Fat is crucial for energy, offering more than twice the energy of carbohydrates or protein. It’s stored in muscles for easy access during exercise and, unlike limited glycogen stores, fat is virtually unlimited for energy use. Cutting out fat entirely can leave you without the energy needed to burn excess fat.
Restricting calories and key nutrients can lead to deficiencies, impacting systems in your body like immunity, liver, and digestion. This can lead to health issues such as fatigue, malnutrition, and hormone-related conditions, including depression and fertility problems.
Extreme calorie deficits stress the body, prompting the release of cortisol, a stress hormone. Short-term, this can seem effective for weight loss, but over time, high cortisol holds onto fat and breaks down protein. As a result, it slows metabolism and can lead to increased belly fat and thyroid issues, affecting your overall health and metabolism.

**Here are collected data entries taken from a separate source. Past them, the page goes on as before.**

//! Read-only access to a generated catalog.

use std::collections::HashMap;

use rand::rngs::StdRng;
use rand::{Rng, SeedableRng};

use crate::catalog::{CatalogDictionary, CatalogGenerator, Category, Product};
use crate::error::CommerceError;
use crate::ids::ProductId;
use crate::money::Currency;

/// Something that can hand out the storefront's products.
///
/// Views only ever borrow from a provider; the products themselves are
/// created once and never mutated.
pub trait CatalogProvider {
    /// All products in generation order.
    fn products(&self) -> &[Product];

    /// The dictionaries the products were generated from.
    fn dictionary(&self) -> &CatalogDictionary;

    /// Look up a product by id.
    fn find(&self, id: ProductId) -> Result<&Product, CommerceError> {
        self.products()
            .iter()
            .find(|p| p.id == id)
            .ok_or(CommerceError::ProductNotFound(id))
    }

    /// Products of one category, in generation order.
    fn in_category(&self, category: Category) -> Vec<&Product> {
        self.products()
            .iter()
            .filter(|p| p.category == category)
            .collect()
    }
}

/// An in-memory catalog with an id index.
#[derive(Debug, Clone)]
pub struct Catalog {
    dictionary: CatalogDictionary,
    products: Vec<Product>,
    index: HashMap<ProductId, usize>,
}

impl Catalog {
    /// Generate a catalog from dictionaries using the given random source.
    pub fn generate<R: Rng + ?Sized>(
        dictionary: CatalogDictionary,
        currency: Currency,
        rng: &mut R,
    ) -> Self {
        let products = CatalogGenerator::new(&dictionary)
            .with_currency(currency)
            .generate(rng);
        Self::indexed(dictionary, products)
    }

    /// Generate the standard catalog from thread-local randomness.
    pub fn random() -> Self {
        Self::generate(
            CatalogDictionary::standard(),
            Currency::default(),
            &mut rand::thread_rng(),
        )
    }

    /// Generate the standard catalog from a fixed seed.
    pub fn seeded(seed: u64) -> Self {
        Self::generate(
            CatalogDictionary::standard(),
            Currency::default(),
            &mut StdRng::seed_from_u64(seed),
        )
    }

    /// Wrap pre-built products, e.g. fixtures loaded from JSON.
    ///
    /// Ids must be unique and every product's category must be present in
    /// the dictionary.
    pub fn from_products(
        dictionary: CatalogDictionary,
        products: Vec<Product>,
    ) -> Result<Self, CommerceError> {
        let mut seen = HashMap::with_capacity(products.len());
        for (pos, product) in products.iter().enumerate() {
            if seen.insert(product.id, pos).is_some() {
                return Err(CommerceError::InvalidCatalog(format!(
                    "duplicate product id {}",
                    product.id
                )));
            }
            if dictionary.get(product.category).is_none() {
                return Err(CommerceError::InvalidCatalog(format!(
                    "product {} uses category {} missing from the dictionary",
                    product.id, product.category
                )));
            }
        }
        Ok(Self {
            dictionary,
            products,
            index: seen,
        })
    }

    fn indexed(dictionary: CatalogDictionary, products: Vec<Product>) -> Self {
        let index = products
            .iter()
            .enumerate()
            .map(|(pos, p)| (p.id, pos))
            .collect();
        Self {
            dictionary,
            products,
            index,
        }
    }

    pub fn len(&self) -> usize {
        self.products.len()
    }

    pub fn is_empty(&self) -> bool {
        self.products.is_empty()
    }

    /// Number of products per category, in dictionary order.
    pub fn category_counts(&self) -> Vec<(Category, usize)> {
        self.dictionary
            .categories()
            .map(|c| (c, self.products.iter().filter(|p| p.category == c).count()))
            .collect()
    }
}

impl CatalogProvider for Catalog {
    fn products(&self) -> &[Product] {
        &self.products
    }

    fn dictionary(&self) -> &CatalogDictionary {
        &self.dictionary
    }

    fn find(&self, id: ProductId) -> Result<&Product, CommerceError> {
        self.index
            .get(&id)
            .map(|&pos| &self.products[pos])
            .ok_or(CommerceError::ProductNotFound(id))
    }
}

Undereating can also impair nutrient absorption, crucial for good health and effective training. It can disrupt sleep, as low blood sugar triggers adrenaline, waking you up. Poor sleep affects liver function, immunity, and can increase weight gain.
Bodybuilders sometimes restrict calories for competition, but this approach can be unhealthy if done incorrectly. If you continue to cut calories excessively, your body can enter a starvation mode, storing any extra calories as fat instead of using them for energy.
Ultimately, it’s essential to eat the right amount of calories, carbs, fats, and proteins suited to your body type, goals, and lifestyle. Your Body Programme was created to help you determine these needs based on your body type. Eating this way does not restrict calories and can actually aid in fat loss.
Make sure your diet includes plenty of lean proteins like chicken, fish, and legumes; healthy carbohydrates from fruits, vegetables, and whole grains; and healthy fats such as avocado and nuts.